▸ Exercise aim
Output nothing but the lines from the first line of the entries to the line with "use typestore::command::ScriptRunner;", inclusive, exactly as they read.

▸ Dataset entries
■ ■ ■ ■ ■ ■ ■
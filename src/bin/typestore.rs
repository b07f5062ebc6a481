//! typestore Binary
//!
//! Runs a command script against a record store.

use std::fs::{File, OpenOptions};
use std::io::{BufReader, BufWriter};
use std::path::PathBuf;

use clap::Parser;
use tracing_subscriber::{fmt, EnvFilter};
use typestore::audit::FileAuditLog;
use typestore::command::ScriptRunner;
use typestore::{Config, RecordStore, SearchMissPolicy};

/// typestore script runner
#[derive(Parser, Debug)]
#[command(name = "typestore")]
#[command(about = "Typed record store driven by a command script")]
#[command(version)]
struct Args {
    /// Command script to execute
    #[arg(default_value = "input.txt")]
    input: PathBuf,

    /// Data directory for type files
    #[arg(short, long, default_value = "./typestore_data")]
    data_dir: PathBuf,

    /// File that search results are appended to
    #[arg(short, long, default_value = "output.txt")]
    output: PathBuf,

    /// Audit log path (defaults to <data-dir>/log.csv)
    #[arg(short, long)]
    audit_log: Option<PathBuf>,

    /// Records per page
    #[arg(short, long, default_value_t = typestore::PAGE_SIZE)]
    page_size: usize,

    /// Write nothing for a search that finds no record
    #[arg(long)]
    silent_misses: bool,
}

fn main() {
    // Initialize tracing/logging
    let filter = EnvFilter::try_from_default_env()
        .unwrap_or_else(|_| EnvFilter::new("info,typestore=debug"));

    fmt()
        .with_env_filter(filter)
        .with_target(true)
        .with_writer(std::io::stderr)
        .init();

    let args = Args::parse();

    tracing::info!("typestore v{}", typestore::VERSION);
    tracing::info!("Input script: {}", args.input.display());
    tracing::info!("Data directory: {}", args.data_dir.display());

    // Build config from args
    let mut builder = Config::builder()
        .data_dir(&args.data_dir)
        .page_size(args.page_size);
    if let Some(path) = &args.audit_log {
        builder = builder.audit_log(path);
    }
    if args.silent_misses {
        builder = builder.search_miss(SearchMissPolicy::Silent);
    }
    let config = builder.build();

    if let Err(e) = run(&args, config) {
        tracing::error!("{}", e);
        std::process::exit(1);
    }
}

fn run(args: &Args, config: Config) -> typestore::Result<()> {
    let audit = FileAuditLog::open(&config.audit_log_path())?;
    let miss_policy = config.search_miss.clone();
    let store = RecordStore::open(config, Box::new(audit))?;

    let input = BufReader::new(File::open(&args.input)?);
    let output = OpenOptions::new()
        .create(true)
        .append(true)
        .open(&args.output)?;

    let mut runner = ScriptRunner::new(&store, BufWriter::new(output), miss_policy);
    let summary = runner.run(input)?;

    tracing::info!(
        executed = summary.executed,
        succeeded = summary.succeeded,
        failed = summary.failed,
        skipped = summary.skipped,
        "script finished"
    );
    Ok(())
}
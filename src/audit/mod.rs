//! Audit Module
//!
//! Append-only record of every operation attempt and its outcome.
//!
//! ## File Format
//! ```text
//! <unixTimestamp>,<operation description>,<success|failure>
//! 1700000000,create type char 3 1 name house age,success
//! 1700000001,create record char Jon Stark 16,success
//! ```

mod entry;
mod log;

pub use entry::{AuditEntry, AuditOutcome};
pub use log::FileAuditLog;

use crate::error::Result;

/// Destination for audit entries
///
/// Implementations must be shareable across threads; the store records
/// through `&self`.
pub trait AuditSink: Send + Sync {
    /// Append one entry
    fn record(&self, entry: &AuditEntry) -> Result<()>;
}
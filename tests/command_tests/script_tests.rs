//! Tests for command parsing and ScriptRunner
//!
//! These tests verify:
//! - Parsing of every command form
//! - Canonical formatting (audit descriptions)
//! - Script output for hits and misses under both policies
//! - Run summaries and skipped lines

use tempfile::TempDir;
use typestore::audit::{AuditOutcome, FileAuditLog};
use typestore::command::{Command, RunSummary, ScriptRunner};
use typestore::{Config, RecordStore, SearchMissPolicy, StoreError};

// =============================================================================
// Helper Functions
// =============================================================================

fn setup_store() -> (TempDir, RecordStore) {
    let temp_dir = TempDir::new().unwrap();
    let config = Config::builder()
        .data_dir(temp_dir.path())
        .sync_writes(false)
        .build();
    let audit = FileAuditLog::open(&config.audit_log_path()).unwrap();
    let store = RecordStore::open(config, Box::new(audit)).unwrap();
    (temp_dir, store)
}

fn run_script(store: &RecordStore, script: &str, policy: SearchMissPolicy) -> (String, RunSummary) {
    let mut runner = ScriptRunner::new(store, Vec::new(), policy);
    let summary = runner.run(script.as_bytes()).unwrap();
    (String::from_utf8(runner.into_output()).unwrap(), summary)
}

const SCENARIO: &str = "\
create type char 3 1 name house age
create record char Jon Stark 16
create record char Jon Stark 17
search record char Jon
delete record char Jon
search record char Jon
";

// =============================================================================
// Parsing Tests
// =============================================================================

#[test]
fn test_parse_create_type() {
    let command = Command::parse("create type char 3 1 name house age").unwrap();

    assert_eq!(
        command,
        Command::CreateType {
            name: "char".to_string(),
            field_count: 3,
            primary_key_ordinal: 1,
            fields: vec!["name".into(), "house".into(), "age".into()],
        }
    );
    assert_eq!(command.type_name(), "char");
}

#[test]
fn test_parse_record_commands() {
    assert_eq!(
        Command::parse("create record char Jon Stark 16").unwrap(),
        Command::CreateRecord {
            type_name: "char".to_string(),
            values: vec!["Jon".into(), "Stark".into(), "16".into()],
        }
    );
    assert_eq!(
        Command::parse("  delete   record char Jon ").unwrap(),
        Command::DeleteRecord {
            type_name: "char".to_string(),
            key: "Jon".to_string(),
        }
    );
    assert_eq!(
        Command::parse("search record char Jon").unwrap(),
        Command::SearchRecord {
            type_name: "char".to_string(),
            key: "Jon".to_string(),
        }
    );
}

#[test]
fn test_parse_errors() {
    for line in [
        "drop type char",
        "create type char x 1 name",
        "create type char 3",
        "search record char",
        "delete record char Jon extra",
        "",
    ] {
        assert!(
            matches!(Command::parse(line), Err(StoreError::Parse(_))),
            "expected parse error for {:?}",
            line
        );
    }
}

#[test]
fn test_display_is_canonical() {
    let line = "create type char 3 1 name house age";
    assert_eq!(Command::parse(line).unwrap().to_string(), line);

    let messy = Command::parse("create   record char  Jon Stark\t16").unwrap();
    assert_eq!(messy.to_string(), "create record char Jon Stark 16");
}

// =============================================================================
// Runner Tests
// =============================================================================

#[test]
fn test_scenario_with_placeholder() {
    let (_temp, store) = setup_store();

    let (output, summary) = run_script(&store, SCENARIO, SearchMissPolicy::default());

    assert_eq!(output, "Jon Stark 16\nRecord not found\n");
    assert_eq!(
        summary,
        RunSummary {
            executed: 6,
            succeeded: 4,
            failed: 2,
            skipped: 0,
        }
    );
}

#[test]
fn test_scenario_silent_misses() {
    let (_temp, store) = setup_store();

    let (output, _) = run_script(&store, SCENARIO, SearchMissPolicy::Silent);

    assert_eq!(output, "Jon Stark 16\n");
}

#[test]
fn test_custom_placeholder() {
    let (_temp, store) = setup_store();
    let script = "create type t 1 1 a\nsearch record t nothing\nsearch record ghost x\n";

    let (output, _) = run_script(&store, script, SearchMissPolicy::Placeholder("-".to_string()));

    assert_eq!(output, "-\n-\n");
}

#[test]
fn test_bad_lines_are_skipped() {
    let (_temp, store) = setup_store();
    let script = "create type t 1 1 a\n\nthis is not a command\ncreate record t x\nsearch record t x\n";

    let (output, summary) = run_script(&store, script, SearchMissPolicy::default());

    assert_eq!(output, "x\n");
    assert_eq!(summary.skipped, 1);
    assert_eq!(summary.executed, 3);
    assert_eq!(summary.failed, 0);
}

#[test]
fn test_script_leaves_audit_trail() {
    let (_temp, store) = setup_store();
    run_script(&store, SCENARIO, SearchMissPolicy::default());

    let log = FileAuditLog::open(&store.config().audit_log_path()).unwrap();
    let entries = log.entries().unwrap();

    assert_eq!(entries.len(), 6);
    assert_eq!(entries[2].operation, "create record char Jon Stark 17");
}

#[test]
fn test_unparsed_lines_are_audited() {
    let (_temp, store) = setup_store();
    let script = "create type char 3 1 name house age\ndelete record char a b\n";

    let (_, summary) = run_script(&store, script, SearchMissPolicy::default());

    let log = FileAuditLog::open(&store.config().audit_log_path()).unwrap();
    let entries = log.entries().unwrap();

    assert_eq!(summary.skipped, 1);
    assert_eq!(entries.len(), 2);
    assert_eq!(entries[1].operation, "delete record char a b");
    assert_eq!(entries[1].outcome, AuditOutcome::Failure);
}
■ ■ ■ ■ ■ ■ ■
▸ Reply
filename src/bin/typestore.rs
repository b07f5062ebc6a481
//! typestore Binary
//!
//! Runs a command script against a record store.

use std::fs::{File, OpenOptions};
use std::io::{BufReader, BufWriter};
use std::path::PathBuf;

use clap::Parser;
use tracing_subscriber::{fmt, EnvFilter};
use typestore::audit::FileAuditLog;
use typestore::command::ScriptRunner;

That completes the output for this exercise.